For some reason, I don't feel like it gives that "squeaky clean" feeling as coconut does. I make a bar for sensitive skin and sub PKO for coconut. My sensitive people seem to love it. The downside is that it's a bit more expensive than coconut.

But, yes, it is not a sub for palm oil.


----------



## shunt2011 (Feb 19, 2015)

It's a substitute for CO but I use it in conjunction with CO and love the combination. Do not use it as a sub for palm as they are two totally different animals. It's actually slightly less cleansing and less bubbly but only slightly and more conditioning by numbers.


----------



## Cindy2428 (Feb 19, 2015)

I like to sub as part of my coconut oil when I have a recipe with mostly soft oils. It adds extra hardness for me.


----------



## PinkCupcake (Feb 19, 2015)

I like using PKO in addition to coconut. My basic recipe is really slow to trace, being high in lard and olive, and the PKO helps it trace more quickly. It also makes my bars hard & bubbly.


----------



## kumudini (Mar 13, 2015)

*PKOF not same as PKO*

The PKO is I think similar to CO and could be substituted for CO, but if you sub the flakes for CO, the soap calc gives the resulting characteristics as overly hard and overly cleansing (way above the ideal range). I use the flakes but in tiny amounts like 2-3% to recipes with mostly soft oils to make the bars harder.


----------



## The Efficacious Gentleman (Mar 13, 2015)

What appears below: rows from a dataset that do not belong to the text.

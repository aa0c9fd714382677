use std::time::Duration;

use composer_core::Activity;
use composer_engine::{AgentEvent, AgentSettings, ScriptedAgent, SubmissionChannel};
use pretty_assertions::assert_eq;

const WAIT: Duration = Duration::from_secs(5);

fn agent(reply_delay: Duration) -> ScriptedAgent {
    composer_logging::initialize_for_tests();
    ScriptedAgent::new(AgentSettings { reply_delay }).unwrap()
}

fn next(agent: &ScriptedAgent) -> AgentEvent {
    agent
        .recv_timeout(WAIT)
        .expect("agent event within the wait window")
}

#[test]
fn a_prompt_is_answered_between_busy_and_idle() {
    let agent = agent(Duration::from_millis(20));
    agent.dispatch("hello");

    assert_eq!(next(&agent), AgentEvent::Busy);
    assert_eq!(
        next(&agent),
        AgentEvent::Replied {
            prompt: "hello".into(),
            reply: "Done: hello".into(),
        }
    );
    assert_eq!(next(&agent), AgentEvent::Idle);
    assert!(agent.try_recv().is_none());
}

#[test]
fn back_to_back_prompts_share_one_busy_period() {
    let agent = agent(Duration::from_millis(50));
    agent.dispatch("first");
    agent.dispatch("second");

    let events: Vec<_> = (0..4).map(|_| next(&agent)).collect();
    let activities: Vec<_> = events.iter().filter_map(AgentEvent::activity).collect();
    assert_eq!(activities, vec![Activity::Busy, Activity::Idle]);
    assert!(matches!(&events[1], AgentEvent::Replied { prompt, .. } if prompt == "first"));
    assert!(matches!(&events[2], AgentEvent::Replied { prompt, .. } if prompt == "second"));
}

#[test]
fn cancel_interrupts_the_current_prompt() {
    let agent = agent(Duration::from_secs(30));
    agent.dispatch("slow");
    assert_eq!(next(&agent), AgentEvent::Busy);

    agent.cancel();
    assert_eq!(
        next(&agent),
        AgentEvent::Cancelled {
            prompt: "slow".into()
        }
    );
    assert_eq!(next(&agent), AgentEvent::Idle);
}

There was a thread on page one here where we talked a little about it http://www.soapmakingforum.com/showthread.php?t=52649


----------



## kumudini (Mar 13, 2015)

The Efficacious Gentleman said:


> There was a thread on page one here where we talked a little about it http://www.soapmakingforum.com/showthread.php?t=52649



Thank you TEG, for linking that thread. But the question of this thread was about PKOF and I didn't see it addressed directly. In fact I came across this one because I searched PKOF Specifically to see if anyone discussed its merits and demerits in soap. I like using it as I use more soft oils than hard oils and butter and I want my soaps to be hard enough. my soaps seem fine after a proper cure. But I wanted to know if it is accepted well in the hand made soap world.


----------



## The Efficacious Gentleman (Mar 13, 2015)

It's an extension on the replacement theme, coming from the other side of the coin.


----------